El Volapié

El día del padre y del hijo

Por fin se han terminado las vacaciones de Semana Santa y Pascuas, y llega el momento del descanso, porque estarán de acuerdo conmigo los queridos lectores de lo duras que son las vacaciones. De todos los avatares de estas desnaturalizadas fiestas, me hiere especialmente el hecho de que nos claven dos euros con cuarenta céntimos por cada mona cuando una toña soltera y entera no suele pasar de la mitad. ¡Como estamos en Pascua!
Parece ser que la razón de esta diferencia de costes radica en el huevo Kinder. Sí, verán ustedes, ahora las monas ya no se cuecen con un huevo de gallina sino que se adornan con sorprendentes huevos de chocolate, así que los parroquianos ya no rezan en los Oficios y mucho menos se cascan los huevos en la frente. Como generalizar suele traerme problemas –y con toda la razón– debo decir que según parece, todavía ha sido posible encontrar en Villena monas con un huevo, de las de chínchamela de toda la vida.

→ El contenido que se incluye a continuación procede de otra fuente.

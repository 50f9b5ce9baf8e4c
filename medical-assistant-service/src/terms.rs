use std::collections::HashSet;

/// Case-insensitive gate for the first consultation stage.
#[derive(Debug, Clone)]
pub struct TermValidator {
    terms: HashSet<String>,
}

impl TermValidator {
    pub fn new<I, S>(terms: I) -> Self
    where
        I: IntoIterator<Item = S>,
        S: AsRef<str>,
    {
        let terms = terms
            .into_iter()
            .map(|t| normalize(t.as_ref()))
            .filter(|t| !t.is_empty())
            .collect();
        Self { terms }
    }

    /// Exact match after trimming and lowercasing. No partial matches.
    pub fn is_valid(&self, input: &str) -> bool {
        self.terms.contains(&normalize(input))
    }

    pub fn len(&self) -> usize {
        self.terms.len()
    }

    pub fn is_empty(&self) -> bool {
        self.terms.is_empty()
    }
}

pub fn normalize(input: &str) -> String {
    input.trim().to_lowercase()
}
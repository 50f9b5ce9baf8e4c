pub mod analyzer;
pub mod cache;
pub mod config;
pub mod consultation;
pub mod error;
pub mod extract;
pub mod journal;
pub mod llm;
pub mod models;
pub mod service;
pub mod sessions;
pub mod terms;

pub use analyzer::ReportAnalyzer;
pub use cache::{CachedGenerator, ResponseCache};
pub use config::AssistantConfig;
pub use consultation::{Consultant, ConsultationSession, ConsultationStage};
pub use error::{AnalysisError, ConfigError, GenerationError, UploadError};
pub use service::{AppState, build_router, create_app};
pub use sessions::{InMemorySessionStorage, SessionStorage};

Entre la tarde pascuera del último día de cole antes de la vacaciones semanasanteras y la chocolatada del pasado lunes de San Vicente, me he ido desquiciando poco a poco con el cambio de horarios, la necesidad de buscar ocupaciones y entretenimientos razonables y racionales para mis hijos, entre la anarquía y la aplicación de los modernos criterios educativos.

Como les decía, desde el primer día sin cole he tratado de organizarme para conciliar las imperiosas necesidades de trabajar y buscarme la vida, con la suerte de poder dedicar más tiempo a las criaturas. Al llegar el punto en que mi imaginación no dio para más, mi hijo comenzó a implorarme que celebrásemos el primer día sin su madre y sin su hermana.

¡Pero hijo mío! ¡Cómo puedes pedirme esto!, porque estoy seguro que en los Salesianos no han podido enseñarte algo así, que como nos pille Bibiana nos fusila -remarcando el tono estrictamente metafórico de la expresión porque no está el horno para bollos. Recordando al gran Serrat, los hijos al nacer ya nos dan la primera alegría al parecérsenos, nos entran ganas de comérnoslos y –como canta la sabiduría popular– cuando cumplen nueve años, nos arrepentimos de no habérnoslos comido.

Así que para rematar las vacaciones en la Colonia de Santa Eulalia, nos colgamos las mochilas y nos subimos en las bicis rumbo a la casa abandonada con la que tantas veces habíamos fantaseado. A mi hijo le encanta eso de jugar a hacer documentales y soñar con aventuras imposibles, cuevas misteriosas y tesoros escondidos. Nos trajimos unos cuantos huesos de algún desaparecido, restos de la vajilla de una mujer que se nos apareció, unas cuantas fotos para las que posaron varios fantasmas y un tremendo dolor de culo por la falta de costumbre (espacio sin patrocinador para uso de los bromistas).

Todo lo bueno de disfrutar una mañana con un hijo, nunca es comparable al beso de una hija, a los encantos de una divina mujer y a una buena tarde de toros.